The Global Petri Dish

In the November/December 2012 issue of Orion magazine, there is a wonderfully informative and delightfully engaging article by Charles C. MannState of the Species, in which he discusses the history and fate of Homo sapiens as a biological species. Please do read the entire article. Below I am going to present an outline of the salient features, frequently relying on the words of the author. Consider them as abridged excerpts.

Homo sapiens emerged on Earth around 200,000 years ago. Those humans were anatomically modern, but not behaviorally modern: they possessed no language, no clothing, no art, no religion and had the simplest of tools. Those early humans had so little capacity for innovation that for the first 100,000 years of their existence, we find no evidence of any significant cultural and social change. Furthermore, humans were confined geographically to a small area in East Africa (and possibly another area in South Africa).

Then, mysteriously, 50,000 years later humans were drawing cave art, using specialized tool, had clothing, religious worship and rituals, and were communicating via language. How did this sudden transformation come about in what is geologically a finger snap?

We are not really sure what happened. It is possible that favorable genetic mutations swept throughout the species that led to an increase of mental capacities and abstract thinking. It may have come about by interbreeding with Neanderthals. It may simply be a result of the invention of language. 

It may also have been related to a significant geological event that happened 75,000 years ago: a huge volcano exploded on the island of Sumatra, creating Lake Toba, the world’s biggest crater lake, and ejected the equivalent of as much as 3,000 cubic kilometers of rock. Dust hid the sun for as much as a decade, plunging the earth into a years-long winter accompanied by widespread drought. This predictably threatened the survival of countless species, including Homo sapiens: the number of humans shrank dramatically, perhaps to a few thousand people. This bottleneck is evident from the remarkable genetic uniformity of humans. This bottleneck may also have helped alter the genetic composition of Homo sapiens, because in small populations favorable mutations can spread very rapidly, and uncommon variants can become dominant.

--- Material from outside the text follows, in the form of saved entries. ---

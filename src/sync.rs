//! Small synchronization primitives.

use std::sync::atomic::{AtomicBool, Ordering};

use tokio::sync::Notify;

/// A manually-reset event flag.
///
/// `set` latches the flag and wakes all waiters; `wait` returns immediately
/// while the flag is latched. Used for tick conflation (a burst of ticks
/// collapses into one latched event) and for the session shutdown signal.
#[derive(Debug, Default)]
pub struct Event {
    flag: AtomicBool,
    notify: Notify,
}

impl Event {
    pub fn new() -> Self {
        Self::default()
    }

    /// Latch the flag and wake waiters.
    pub fn set(&self) {
        self.flag.store(true, Ordering::SeqCst);
        self.notify.notify_waiters();
    }

    /// Unlatch the flag.
    pub fn clear(&self) {
        self.flag.store(false, Ordering::SeqCst);
    }

    pub fn is_set(&self) -> bool {
        self.flag.load(Ordering::SeqCst)
    }

    /// Wait until the flag is latched.
    pub async fn wait(&self) {
        loop {
            if self.is_set() {
                return;
            }
            let notified = self.notify.notified();
            // re-check to close the set-before-sleep race
            if self.is_set() {
                return;
            }
            notified.await;
        }
    }
}

#[cfg(test)]
mod tests {
    use super::*;
    use std::sync::Arc;
    use std::time::Duration;
    use tokio::time::timeout;

    #[tokio::test]
    async fn test_wait_returns_when_already_set() {
        let event = Event::new();
        event.set();
        timeout(Duration::from_millis(50), event.wait())
            .await
            .expect("wait should return immediately");
    }

    #[tokio::test]
    async fn test_wait_blocks_until_set() {
        let event = Arc::new(Event::new());
        let waiter = {
            let event = event.clone();
            tokio::spawn(async move { event.wait().await })
        };

        tokio::time::sleep(Duration::from_millis(20)).await;
        assert!(!waiter.is_finished());

        event.set();
        timeout(Duration::from_millis(200), waiter)
            .await
            .expect("waiter should finish")
            .unwrap();
    }

    #[tokio::test]
    async fn test_clear_blocks_next_wait() {
        let event = Event::new();
        event.set();
        event.clear();
        assert!(!event.is_set());
        let result = timeout(Duration::from_millis(30), event.wait()).await;
        assert!(result.is_err(), "cleared event must block");
    }
}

How it happened is unclear, but around the time of Toba behaviorally modern humans emerged and spread out into the world; human footprints appeared in Australia within as few as 10,000 years.

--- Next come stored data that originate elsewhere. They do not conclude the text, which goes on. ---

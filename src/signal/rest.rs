//! Candlestick REST client for the signal provider.

use serde::Deserialize;
use tracing::debug;

use crate::error::{Error, Result, TransportError};

use super::message::de_flexible_f64;

const BASE_URL: &str = "https://api.crypto.com/exchange/v1";

/// One OHLC candle. Times are POSIX milliseconds.
#[derive(Debug, Clone, Copy, Deserialize)]
pub struct Candle {
    #[serde(deserialize_with = "de_flexible_f64")]
    pub o: f64,
    #[serde(deserialize_with = "de_flexible_f64")]
    pub h: f64,
    #[serde(deserialize_with = "de_flexible_f64")]
    pub l: f64,
    #[serde(deserialize_with = "de_flexible_f64")]
    pub c: f64,
    pub t: i64,
}

#[derive(Debug, Deserialize)]
struct CandlestickResult {
    #[serde(default)]
    data: Vec<Candle>,
}

#[derive(Debug, Deserialize)]
struct CandlestickResponse {
    #[serde(default)]
    result: Option<CandlestickResult>,
}

/// Thin client for the provider's public candlestick endpoint.
#[derive(Debug, Clone)]
pub struct CandleClient {
    client: reqwest::Client,
    base_url: String,
}

impl CandleClient {
    pub fn new() -> Result<Self> {
        Self::with_base_url(BASE_URL)
    }

    pub fn with_base_url(base_url: impl Into<String>) -> Result<Self> {
        let client = reqwest::Client::builder()
            .build()
            .map_err(|e| Error::Transport(TransportError::Network(e)))?;
        Ok(Self {
            client,
            base_url: base_url.into(),
        })
    }

    /// Fetch up to `count` candles for an instrument at the given timeframe
    /// (e.g. `"5m"`), oldest first.
    pub async fn get_candlesticks(
        &self,
        instrument: &str,
        timeframe: &str,
        count: u32,
    ) -> Result<Vec<Candle>> {
        let url = format!("{}/public/get-candlestick", self.base_url);
        debug!(target: "signal_websocket", instrument, timeframe, count, "fetching candles");

        let response = self
            .client
            .get(&url)
            .query(&[
                ("instrument_name", instrument),
                ("timeframe", timeframe),
                ("count", &count.to_string()),
            ])
            .send()
            .await
            .map_err(|e| Error::Transport(TransportError::Network(e)))?;

        let status = response.status();
        if !status.is_success() {
            let body = response.text().await.unwrap_or_default();
            return Err(Error::Transport(TransportError::HttpStatus {
                status: status.as_u16(),
                body,
            }));
        }

        let parsed: CandlestickResponse = response
            .json()
            .await
            .map_err(|e| Error::Transport(TransportError::Network(e)))?;

        Ok(parsed.result.map(|r| r.data).unwrap_or_default())
    }
}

What does the growth curve of a typical species look like? Take a species of bacteria. It's population would be kept in check and steady by the size of its habitat, by the limited food supply and by competing organisms. However, put a small population in a petri dish and the behavior radically changes. There is no competition, and the food supply and habitat appear to be endless. At first it grows slowly, then it hits an inflection point, and there is a frenzy of exponential growth. The petri dish is swamped. The rapid growth continues until it hits the second inflection point - the edge of the petri dish. As the food supply is exhausted and waste materials accumulate, the bacteria begin to die and ultimately the population falls to zero.

From a biological perspective, Homo sapiens look like one of these briefly fortunate species: for the modern humans the post-Toba world presented itself like a petri-dish. Around 10,000 years ago with the invention of agriculture, we hit our first inflection point. There has no been stopping us since then. In just the past two hundred years, human population has exploded from 1 to 7 billion. In 2000, the chemist Paul Crutzen gave a name to our time: the “Anthropocene,” the era in which Homo sapiens became a force operating on a planetary scale.

Like a typical biological specie, it can be expected that our 
"growth will continue at a delirious speed until we hit the second inflection point. At that time we will have exhausted the resources of the global petri dish, or effectively made the atmosphere toxic with our carbon-dioxide waste, or both. After that, human life will be, briefly, a Hobbesian nightmare, the living overwhelmed by the dead. When the king falls, so do his minions; it is possible that our fall might also take down most mammals and many plants. Possibly sooner, quite likely later, in this scenario, the earth will again be a choir of bacteria, fungi, and insects, as it has been through most of its history."
Is a different outcome possible? It may be. Unlike other species, we are characterized by remarkable behavioral plasticity; we have the ability to change our behavior, not just on an individual level, but also on a social one. This behavioral plasticity has conferred to us great powers of adaptation, instrumental to our biological expansion. Can we as a species constrain our own growth before we hit the second inflection point? To do so would be biologically unprecedented. Is our behavior plastic enough to take on such a challenge? The possibility exists, but that itself is no predictor of the outcome. Time will tell whether Homo sapiens will end up any different from bacteria in a petri-dish.